コーチングにおいて、相手の強みを生かすということが言われています。そして、その強みを生かしていくためには相手がどういったタイプかを知らなければいけません。そして、そのタイプは4つに分類されるということが分かりました。つまり、大きく分けて4つのタイプには別のアプローチが必要になってくるのです。コーチングを始めたばかりの新米コーチにありがちなのが「数人のクライアントに対して、同じスタイルのコーチングを強要してしまうこと」があると言います。確かにコーチングの大きな目的はクライアントの目標達成にあります。しかし、目標達成に向けてどのようなサポートを必要としているかはクライアントそれぞれ違いますし、クライアントのその時の状態によっても変わってきます。「ただ励ましてほしいとき」「鋭く突っ込んでほしいとき」「笑い話で盛り上がりたいとき」など様々あります。
こういった時にどうしたらいいのでしょうか。このとき大切になってくるのが「クライアントのリクエストを聞くこと」です。「どういったコーチングをもとめていますか?」と聞いてみるのもいいと鈴木氏は言います。相手が求めるサポートを聞いてみることでコーチングの道筋が見えてくるというのです。かえってその方が、「あいつのためだ」と思いこみで相手を苦しくさせてしまうよりはずっと「あいつ」にとっては“ため”になるのです。
また、サポートするにあたって「アクノレッジメント」も必要になってきます。このアクノレッジメントとは「相手をほめたり承認したりすること」を指します。このアクノレッジメントはどういったスタンスに立って相手に伝えるかによって2種類に分類されます。
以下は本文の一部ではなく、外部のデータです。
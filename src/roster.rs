//! Company directory boundary.
//!
//! When a caller does not pass a roster, the scheduler asks a
//! [`CastDirectory`] for the currently active cast, once, before any
//! generation work starts.

use std::fmt::Debug;

use crate::error::DirectoryError;
use crate::models::CastMember;

/// Source of the active cast roster.
pub trait CastDirectory: Debug {
    /// Returns the active cast.
    fn active_cast(&self) -> Result<Vec<CastMember>, DirectoryError>;
}

/// A directory backed by a fixed list.
#[derive(Debug, Clone, Default)]
pub struct StaticDirectory {
    cast: Vec<CastMember>,
}

impl StaticDirectory {
    /// Creates a directory serving the given cast.
    pub fn new(cast: Vec<CastMember>) -> Self {
        Self { cast }
    }
}

impl CastDirectory for StaticDirectory {
    fn active_cast(&self) -> Result<Vec<CastMember>, DirectoryError> {
        if self.cast.is_empty() {
            return Err(DirectoryError::Empty);
        }
        Ok(self.cast.clone())
    }
}
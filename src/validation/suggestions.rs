//! Remediation hints attached to warnings.
//!
//! Advisory text only. Nothing here changes a schedule.

use chrono::NaiveDate;
use std::collections::BTreeMap;

use crate::models::{CastMember, RoleCatalog};
use crate::scheduler::{is_weekday, ShowIndex, WorkingSchedule};

/// Read-only view used to phrase suggestions.
#[derive(Debug, Clone, Copy)]
pub struct SuggestionContext<'a> {
    pub index: &'a ShowIndex,
    pub cast: &'a [CastMember],
    pub catalog: &'a RoleCatalog,
    pub schedule: &'a WorkingSchedule,
    pub counts: &'a BTreeMap<String, usize>,
}

impl SuggestionContext<'_> {
    fn count(&self, name: &str) -> usize {
        self.counts.get(name).copied().unwrap_or(0)
    }

    fn describe(&self, show: usize) -> String {
        let s = self.index.show(show);
        format!("show {} ({} {})", s.id, s.date, s.time.format("%H:%M"))
    }

    /// For an overworked performer: a show where a lightly used colleague
    /// could take their role.
    pub fn alternate_performer(&self, performer: &str, average: f64) -> Option<String> {
        let mut best: Option<(usize, usize, &CastMember)> = None;
        for show in self.schedule.appearances(performer) {
            let Some(role) = self.schedule.role_of(show, performer) else {
                continue;
            };
            for m in self.cast {
                if m.name == performer
                    || (self.count(&m.name) as f64) >= average
                    || !m.can_play(role, self.catalog)
                    || self.schedule.is_on_show(show, &m.name)
                {
                    continue;
                }
                let load = self.count(&m.name);
                if best.map_or(true, |(n, _, _)| load < n) {
                    best = Some((load, show, m));
                }
            }
        }
        let (load, show, m) = best?;
        let role = self.schedule.role_of(show, performer)?;
        Some(format!(
            "give {role} in {} to {}, who has {load} shows",
            self.describe(show),
            m.name
        ))
    }

    /// For an underutilized performer: a slot held by the busiest colleague
    /// they could relieve.
    pub fn relief_slot(&self, performer: &str) -> Option<String> {
        let member = self.cast.iter().find(|m| m.name == performer)?;
        let mut best: Option<(usize, usize, &str)> = None;
        for show in 0..self.index.len() {
            if self.schedule.is_on_show(show, performer) {
                continue;
            }
            for (&role, holder) in self.schedule.roles(show) {
                if !member.can_play(role, self.catalog) {
                    continue;
                }
                let load = self.count(holder);
                if best.map_or(true, |(n, _, _)| load > n) {
                    best = Some((load, show, holder.as_str()));
                }
            }
        }
        let (load, show, holder) = best?;
        let role = self.schedule.role_of(show, holder)?;
        Some(format!(
            "take over {role} in {} from {holder}, who has {load} shows",
            self.describe(show)
        ))
    }

    /// For a performer without a RED day: the best date to give them one.
    pub fn red_date(&self, performer: &str) -> Option<String> {
        if let Some(day_off) = self.index.company_day_off() {
            return Some(format!("mark {day_off} as their RED day"));
        }
        let free = self
            .index
            .dates()
            .filter(|&d| self.schedule.is_free_on(self.index, performer, d))
            .min_by_key(|&d| (!is_weekday(d), self.index.shows_on(d).len(), d));
        if let Some(date) = free {
            return Some(format!("mark {date} as their RED day; they have no role that day"));
        }
        let busy = self.index.dates().min_by_key(|&d| {
            let shows = self.schedule.shows_on_date(self.index, performer, d);
            (shows, !is_weekday(d), d)
        })?;
        Some(format!("recast their shows on {busy} and make it their RED day"))
    }

    /// For a performer with several RED days: which one to keep.
    pub fn keep_one_red_date(&self, dates: &[NaiveDate]) -> Option<String> {
        let (keep, rest) = dates.split_first()?;
        let rest: Vec<String> = rest.iter().map(ToString::to_string).collect();
        Some(format!(
            "keep {keep} as the RED day and clear the flag on {}",
            rest.join(", ")
        ))
    }
}

#[cfg(test)]
mod tests {
    use super::*;
    use crate::models::{Role, RoleDefinition, Show};
    use chrono::NaiveTime;

    fn d(day: u32) -> NaiveDate {
        NaiveDate::from_ymd_opt(2024, 5, day).unwrap()
    }

    fn setup() -> (ShowIndex, Vec<CastMember>, RoleCatalog) {
        let t = NaiveTime::from_hms_opt(19, 0, 0).unwrap();
        let shows = vec![
            Show::new("tue", d(7), t),
            Show::new("wed", d(8), t),
            Show::new("sat", d(11), t),
        ];
        let cast = ["Ana", "Ben", "Cai"]
            .iter()
            .map(|n| CastMember::new(*n).with_role(Role::Sarge))
            .collect();
        let catalog = RoleCatalog::new(vec![RoleDefinition::open(Role::Sarge)]);
        (ShowIndex::build(&shows, 2), cast, catalog)
    }

    fn counts(ws: &WorkingSchedule, cast: &[CastMember]) -> BTreeMap<String, usize> {
        cast.iter()
            .map(|m| (m.name.clone(), ws.show_count_for(&m.name)))
            .collect()
    }

    #[test]
    fn test_alternate_and_relief() {
        let (idx, cast, catalog) = setup();
        let mut ws = WorkingSchedule::new(3);
        for show in 0..3 {
            ws.assign(show, Role::Sarge, "Ana");
        }
        let counts = counts(&ws, &cast);
        let ctx = SuggestionContext {
            index: &idx,
            cast: &cast,
            catalog: &catalog,
            schedule: &ws,
            counts: &counts,
        };

        let alt = ctx.alternate_performer("Ana", 1.0).unwrap();
        assert!(alt.contains("show tue"));
        assert!(alt.contains("Ben"));

        let relief = ctx.relief_slot("Cai").unwrap();
        assert!(relief.contains("from Ana"));
        assert!(ctx.relief_slot("Nobody").is_none());
    }

    #[test]
    fn test_red_date_hints() {
        let (idx, cast, catalog) = setup();
        let mut ws = WorkingSchedule::new(3);
        ws.assign(0, Role::Sarge, "Ana");
        ws.assign(1, Role::Sarge, "Ana");
        ws.assign(2, Role::Sarge, "Ben");
        let counts = counts(&ws, &cast);
        let ctx = SuggestionContext {
            index: &idx,
            cast: &cast,
            catalog: &catalog,
            schedule: &ws,
            counts: &counts,
        };

        assert!(ctx.red_date("Ana").unwrap().contains("2024-05-11"));
        assert!(ctx.red_date("Ben").unwrap().contains("2024-05-07"));
        assert_eq!(
            ctx.keep_one_red_date(&[d(7), d(8)]).unwrap(),
            "keep 2024-05-07 as the RED day and clear the flag on 2024-05-08"
        );
        assert!(ctx.keep_one_red_date(&[]).is_none());
    }
}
一つ目は「You」のスタンスです。「よくやった」「やればできるじゃないか」といったように、「あなたはこうだ」という相手に伝えることです。こういった承認を受けることは決していやな気はしませんが、気を付けなければいけないのは、このタイプの承認は「それ自体が評価に捉えられてしまう可能性がある」ということがあります。この場合、受け手があなたのことを尊敬していて、自分ことを評価するに値する人だと思っていれば別ですが、そうでない場合、このタイプの承認は相手にとって受け取りにくいものになるかもしれません。このような承認を受けたとき、「そうでもないんですけど」なんていう言葉が口をついたりしていないかを考えてみるといいと言います。
2つ目は相手が自分に対してどういう影響を与えたのかを言葉にする「I」のスタンスです。「君が頑張っているのを見ていると、僕もやる気が高まるよ」といったり、「今日の君のプレゼンは安心して見ていられる」といったように、相手の姿から自分がどう感じたかを伝えることです。「信頼しているよ」「任せたよ」といった言葉もこのタイプです。つまり、相手の評価ではなく、「こちらはそう思っている」という意思を伝えるのです。
承認するということをとっても、様々なアプローチがあるということが分かります。確かに受け取り方によっては「評価」と捉えられたり、「承認」と捉えれるかで大きくその受け止め方は変わってきます。振り返ってみるとこれまでも「You」の立場で相手に伝えることは多かったかもしれません。見方や伝え方のスタンスを変えることは相手の受け止め方も大きく変わってくるのですね。
2021年1月14日 5:00 PM |
カテゴリー:日々思うこと |
投稿者名:Tomoki Murahashi
人にはそれぞれ4つのタイプがあるということを前回紹介しました。そのうえで、そのタイプを活かし、かつ強みにするような力にしていくのがコーチングの腕の見せ所です。鈴木氏は「名選手、名コーチにあらず」という言葉を紹介しています。いくら現役のときにいいプレーヤーだったとしても、後進の選手が育つとは限りません。なぜなのか、名選手が名コーチになりにくい理由に、自分のやり方を後進の選手たちが受け継ぐことを求めがちになってしまうことがあると言います。かえって、現役時代あまりいい成績を残せなかったコーチの方が、自分のやり方にこだわりを持たない分だけ、選手個々に合わせた育成方法を考え出したりするそうです。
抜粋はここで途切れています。